X-rays showed no ceramic, steel, or dairy still lodged in my finger, anesthetics were injected into my wound in a horribly painful way, numbness set in, stitches were stitched, and I was released on my own recognizance. It’s going to be fine, I think. I’m told the baby shower went fine too, though we can assume there was a conspicuous supply of crackers left over.

And no, I don’t have insurance. Ironically, I will by summertime. So yes, the bill is going to put me back in the hospital. Therefore, I would ask you to please wait until June before inviting me to any parties involving adorably clever little pieces of cutlery. But I digress.

Anyway, about an hour later, I was onstage at IO West, doing a musical improv show. Let me explain. I’d been scheduled to do a show and didn’t feel like sitting at home waiting for the anesthetic to wear off. So… I just tried to not use my hand, which is a little like trying not to visualize a purple dog (go ahead, I’ll wait). I admit that I was more than a little excited to pull that “show must go on” crap in a dramatic but relatively low-risk fashion. If you forget for the moment that it was really just a glorified paper cut and focus instead on the fact of me, bravely performing, with a hospital bracelet still on my wrist… well, it’s pretty damn sexy, isn’t it?

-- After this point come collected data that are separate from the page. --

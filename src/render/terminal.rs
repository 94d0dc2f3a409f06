//! Single-line terminal renderer

use std::{
    io::{self, Write},
    sync::Mutex,
};

use tracing::warn;

use super::{RenderAdapter, Screen};
use crate::utils::format_remaining;

const BAR_WIDTH: usize = 20;
const RING_GLYPHS: [char; 5] = ['○', '◔', '◑', '◕', '●'];

struct Line<W> {
    out: W,
    display: String,
    progress: f64,
    screen: Screen,
    last_drawn: Option<String>,
}

/// Redraws one line in place: a ring glyph and bar for progress, then the time
pub struct TerminalRenderer<W: Write + Send = io::Stdout> {
    line: Mutex<Line<W>>,
}

impl TerminalRenderer<io::Stdout> {
    pub fn stdout() -> Self {
        Self::new(io::stdout())
    }
}

impl<W: Write + Send> TerminalRenderer<W> {
    pub fn new(out: W) -> Self {
        Self {
            line: Mutex::new(Line {
                out,
                display: format_remaining(0),
                progress: 1.0,
                // A paused timer is drawn without a screen change
                screen: Screen::Running,
                last_drawn: None,
            }),
        }
    }

    /// Move past the current line so later output starts clean
    pub fn end_line(&self) {
        let Ok(mut line) = self.line.lock() else {
            return;
        };
        if line.last_drawn.take().is_some() {
            if let Err(e) = writeln!(line.out).and_then(|_| line.out.flush()) {
                warn!("Failed to write to terminal: {}", e);
            }
        }
    }

    pub fn into_inner(self) -> Option<W> {
        self.line.into_inner().ok().map(|line| line.out)
    }

    fn update(&self, apply: impl FnOnce(&mut Line<W>)) {
        let Ok(mut line) = self.line.lock() else {
            return;
        };
        apply(&mut *line);

        let text = compose(&line.display, line.progress, line.screen);
        if line.last_drawn.as_deref() == Some(text.as_str()) {
            return;
        }
        if let Err(e) = write!(line.out, "\r\x1b[2K{}", text).and_then(|_| line.out.flush()) {
            warn!("Failed to write to terminal: {}", e);
        }
        line.last_drawn = Some(text);
    }
}

fn compose(display: &str, progress: f64, screen: Screen) -> String {
    let progress = progress.clamp(0.0, 1.0);
    let glyph = RING_GLYPHS[(progress * (RING_GLYPHS.len() - 1) as f64).round() as usize];
    let filled = (progress * BAR_WIDTH as f64).round() as usize;
    let bar: String = "█".repeat(filled) + &"░".repeat(BAR_WIDTH - filled);

    match screen {
        Screen::Setup => "ready: set a duration to start".to_string(),
        Screen::Running => format!("{} {} {}", glyph, bar, display),
        Screen::Done => format!("{} {} {}  time's up", glyph, bar, display),
    }
}

impl<W: Write + Send> RenderAdapter for TerminalRenderer<W> {
    fn display_time(&self, formatted: &str) {
        self.update(|line| line.display = formatted.to_string());
    }

    fn set_ring_progress(&self, fraction: f64) {
        self.update(|line| line.progress = fraction);
    }

    fn show_screen(&self, screen: Screen) {
        self.update(|line| line.screen = screen);
    }

    fn signal_completion(&self) {
        let Ok(mut line) = self.line.lock() else {
            return;
        };
        // Terminal bell
        if let Err(e) = write!(line.out, "\x07").and_then(|_| line.out.flush()) {
            warn!("Failed to write to terminal: {}", e);
        }
    }
}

I originally set out to tell you this story in a couple of sentences. As a way of explaining why I’m not blogging today. Clearly, my cover has been blown, though, and I’ve found that nine-fingered typing is not only not all that arduous, it seems to involve three or four more fingers than I’d previously been using. So what’s my point, then? I guess my first point is that everyone ought to feel very, very bad for me, buy me “get well” presents, email me kind thoughts, click on the “Donate” link and send me a li’l something, resolve to treat me better now that you’ve almost lost me and you understand what a precious gift it is to get to spend this time with me, and etc. Of course. But as long as I’m here, also -

As overworked as the phrase may sound, we really need to fix this country’s health care system. Shiftless plutocrats and their lobbyist lackeys will tell you that a plan that covers everyone will cost more, but a trip down to your local ER on a Saturday afternoon will show you that you are, in fact, already paying top dollar for a very poor form of universal healthcare. AND paying for your own on top of that. They will tell you that a socialized program will be inefficient or insubstantial, but as a guy who once blew out his knee on a Canadian stage, I can tell you that this is not the case.

My dad was a doctor. By the end of his life he could no longer afford to run the little private practice he’d nurtured for his entire career. The insurance premiums were too high, the reimbursement checks from Medicare and related programs far too low (for fun, he kept a drawer full of checks that were made out for less than the cost of the stamps it took to mail them, usually meant as payment for expensive procedures). He’d once viewed socialized healthcare as a threat, but by the mid-90’s he said he thought it was inevitable, and that he thought this was a good thing. The only questions, he thought, were how long it was going to take before Americans woke up to that fact and did something about it, and how rich the people profiting off the current system would get before that happened.

It’s definitely something I’ll be thinking about as November approaches. As much as candidates would prefer me to be thinking about scary Muslims, I’m going to be thinking about a little girl with a sore throat. As much as they’d like me to focus my fear on nuclear weapons that might get made, I’m going to be quivering for fear of the cheese knives that are already out there. Because make no mistake: They are out there. And they’re waiting.